Net sales for Q1 2024 were $1.64 billion, down due to lower demand and a lower level of the lumber market.
Net earnings per share (EPS) for Q1 2024 were $1.96, above expectations, helped by a non-recurring tax benefit.
Adjusted EBITDA dropped 10.5% to $181 million.
Adjusted EBITDA margin improved sequentially from Q4 to 11%.
Retail segment sales dropped 17% to $629 million with a 6% decline in selling prices and an 8% decline in unit sales.
Packaging segment sales dropped 13% to $424 million, with an 11% decline in selling prices and a 6% decrease in units.
Construction segment sales were flat at $518 million, with a 10% decline in selling prices offset by an 8% gain in units.
Future Guidance
Planning for total housing starts that are essentially flat compared to last year, with an expected increase in single-family starts but a decrease in multifamily.
Expect mid-single-digit declines in demand in Retail and Packaging segments, indicative of more conservative inventory positioning and soft demand.
Targeting $250 million to $300 million in capital expenditures for 2024, significantly up from approximately $180 million in 2023.
Anticipating $100 million for greenfield projects and another $100 million for new product capacity increases, technology investments, research and development, and innovation.
Quarterly dividend declared at $0.33 per share, payable on June 17, 2024, to shareholders of record as of June 3, 2024.
Share repurchase program has $97 million remaining on its authorization.
Trends, Market Conditions, Sentiment
The market is experiencing mixed economic indicators, creating difficulty in making confident forecasts for the rest of the year.
Despite a reduction in unit demand, new product sales reached $124 million in the quarter, with a target of $510 million for 2024.

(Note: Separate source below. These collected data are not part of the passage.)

fn parse_worktree_porcelain(output: &str) -> Vec<WorktreeEntry> {
    let mut entries = Vec::new();
    let mut current: Option<WorktreeEntry> = None;
    for line in output.lines() {
        if let Some(path) = line.strip_prefix("worktree ") {
            if let Some(entry) = current.take() {
                entries.push(entry);
            }
            current = Some(WorktreeEntry {
                path: PathBuf::from(path.trim()),
                branch: None,
            });
        } else if let Some(branch) = line.strip_prefix("branch refs/heads/")
            && let Some(entry) = current.as_mut()
        {
            entry.branch = Some(branch.trim().to_string());
        }
    }
    if let Some(entry) = current {
        entries.push(entry);
    }
    entries
}
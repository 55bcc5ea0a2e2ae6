use anyhow::Result;
use clap::{Parser, Subcommand};
use std::path::PathBuf;

use shipyard::config::Config;
use shipyard::supervisor;

#[derive(Parser)]
#[command(name = "shipyard")]
#[command(version, about = "Parallel coding-agent orchestration engine")]
pub struct Cli {
    /// State directory (overrides DATA_DIR)
    #[arg(long, global = true)]
    pub data_dir: Option<PathBuf>,

    #[command(subcommand)]
    pub command: Commands,
}

#[derive(Subcommand)]
pub enum Commands {
    /// Run the engine: gateway, scheduler, and worker pool
    Serve {
        /// Gateway port (overrides WEB_PORT)
        #[arg(short, long)]
        port: Option<u16>,

        /// Worker slot count (overrides WORKER_COUNT)
        #[arg(long)]
        workers: Option<usize>,

        /// Bind on all interfaces with permissive CORS
        #[arg(long)]
        dev: bool,
    },
}

#[tokio::main]
async fn main() -> Result<()> {
    let cli = Cli::parse();
    let mut config = Config::from_env();
    if let Some(data_dir) = cli.data_dir {
        config.data_dir = data_dir;
    }

    match cli.command {
        Commands::Serve { port, workers, dev } => {
            if let Some(port) = port {
                config.port = port;
            }
            if let Some(workers) = workers {
                config.worker_count = workers;
            }
            if dev {
                config.dev_mode = true;
            }
            supervisor::run(config).await
        }
    }
}
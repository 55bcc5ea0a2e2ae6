//! The HTTP/WebSocket gateway: REST for the UI, WebSockets for live log and
//! plan streams, and the loopback-only worker callback.

pub mod api;
pub mod ws;

use std::net::SocketAddr;
use std::sync::Arc;

use anyhow::{Context, Result};
use axum::routing::get;
use axum::Router;
use tower_http::cors::CorsLayer;

use crate::config::Config;
use crate::events::EventBus;
use crate::git::Git;
use crate::plan::PlanService;
use crate::scheduler::Scheduler;
use crate::store::Store;

pub struct AppState {
    pub config: Arc<Config>,
    pub store: Store,
    pub events: Arc<EventBus>,
    pub scheduler: Scheduler,
    pub plans: PlanService,
    pub git: Git,
}

pub fn build_router(state: Arc<AppState>) -> Router {
    let dev_mode = state.config.dev_mode;
    let mut router = api::api_router()
        .route("/ws/logs/:wid", get(ws::ws_logs))
        .route("/ws/plan/:pid/:tid", get(ws::ws_plan))
        .with_state(state);
    if dev_mode {
        router = router.layer(CorsLayer::permissive());
    }
    router
}

/// Bind and serve until `shutdown` resolves. `on_listening` fires after the
/// listener is bound, before the first request — startup work that must wait
/// for a live gateway (stale-task recovery) hooks in there.
pub async fn serve(
    state: Arc<AppState>,
    on_listening: impl FnOnce(SocketAddr),
    shutdown: impl std::future::Future<Output = ()> + Send + 'static,
) -> Result<()> {
    let host = if state.config.dev_mode {
        "0.0.0.0"
    } else {
        "127.0.0.1"
    };
    let addr = format!("{}:{}", host, state.config.port);
    let listener = tokio::net::TcpListener::bind(&addr)
        .await
        .with_context(|| format!("Failed to bind to {}", addr))?;
    let local_addr = listener.local_addr()?;
    eprintln!("[gateway] listening at http://{}", local_addr);
    on_listening(local_addr);

    let router = build_router(state);
    axum::serve(
        listener,
        router.into_make_service_with_connect_info::<SocketAddr>(),
    )
    .with_graceful_shutdown(shutdown)
    .await
    .context("Gateway server error")?;
    Ok(())
}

Retail segment witnessing a shift towards cautious inventory management and better bottom line results despite lower sales.
Construction segment showed strong performance with growth led by Site Built and Factory Built business units amidst steady mortgage rates.
Packaging segment faces continued soft demand and competitive pricing pressure, with a plan to consolidate 7 facilities for annual cost savings estimated at $8 million.
Transportation costs have become more competitive but still challenging due to lower industry demand and increased costs such as fuel and insurance.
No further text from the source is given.